▶ _Task brief_:
How many lines in the records below contain the string "writer"? Answer with the number alone.

▶ _Entries shown_:
//! Template writer: renders mapped rows behind the template's two metadata lines.
//!
//! Output layout is the template header, then the type row, then one record
//! per row with cells in header order. An empty row set renders to zero bytes
//! with no metadata lines at all.

use clap::ValueEnum;
use encoding_rs::{Encoding, UTF_8};
use serde::{Deserialize, Serialize};

use crate::{error::MapError, io_utils, rows::Row, template::Template};

pub const DEFAULT_PLACEHOLDER_TAG: &str = "text";

/// Source of the second metadata line.
#[derive(Debug, Clone, Copy, Default, PartialEq, Eq, Serialize, Deserialize, ValueEnum)]
#[serde(rename_all = "kebab-case")]
#[value(rename_all = "kebab-case")]
pub enum TypeRowPolicy {
    /// Copy the template's own type row.
    #[default]
    Template,
    /// Tag every column with the placeholder tag.
    Placeholder,
}

#[derive(Debug, Clone)]
pub struct WriteOptions {
    pub delimiter: u8,
    pub encoding: &'static Encoding,
    pub type_row: TypeRowPolicy,
    pub placeholder_tag: String,
}

impl Default for WriteOptions {
    fn default() -> Self {
        Self {
            delimiter: io_utils::DEFAULT_CSV_DELIMITER,
            encoding: UTF_8,
            type_row: TypeRowPolicy::Template,
            placeholder_tag: DEFAULT_PLACEHOLDER_TAG.to_string(),
        }
    }
}

pub fn render(
    rows: &[Row],
    template: &Template,
    options: &WriteOptions,
) -> Result<Vec<u8>, MapError> {
    if rows.is_empty() {
        return Ok(Vec::new());
    }

    let mut writer = io_utils::open_csv_writer(Vec::new(), options.delimiter);
    writer.write_record(template.header())?;
    match options.type_row {
        TypeRowPolicy::Template => writer.write_record(template.type_row())?,
        TypeRowPolicy::Placeholder => writer.write_record(
            std::iter::repeat_n(options.placeholder_tag.as_str(), template.width()),
        )?,
    }

    for row in rows {
        if row.columns() == template.header() {
            writer.write_record(row.values())?;
        } else {
            writer.write_record(
                template
                    .header()
                    .iter()
                    .map(|column| row.get(column).unwrap_or_default()),
            )?;
        }
    }

    let buffer = writer
        .into_inner()
        .map_err(|err| MapError::Csv(csv::Error::from(err.into_error())))?;
    if options.encoding == UTF_8 {
        return Ok(buffer);
    }
    let text = String::from_utf8(buffer).map_err(|_| MapError::Encode {
        encoding: options.encoding.name(),
    })?;
    io_utils::encode_text(&text, options.encoding)
}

▶ _Solved problem_:
8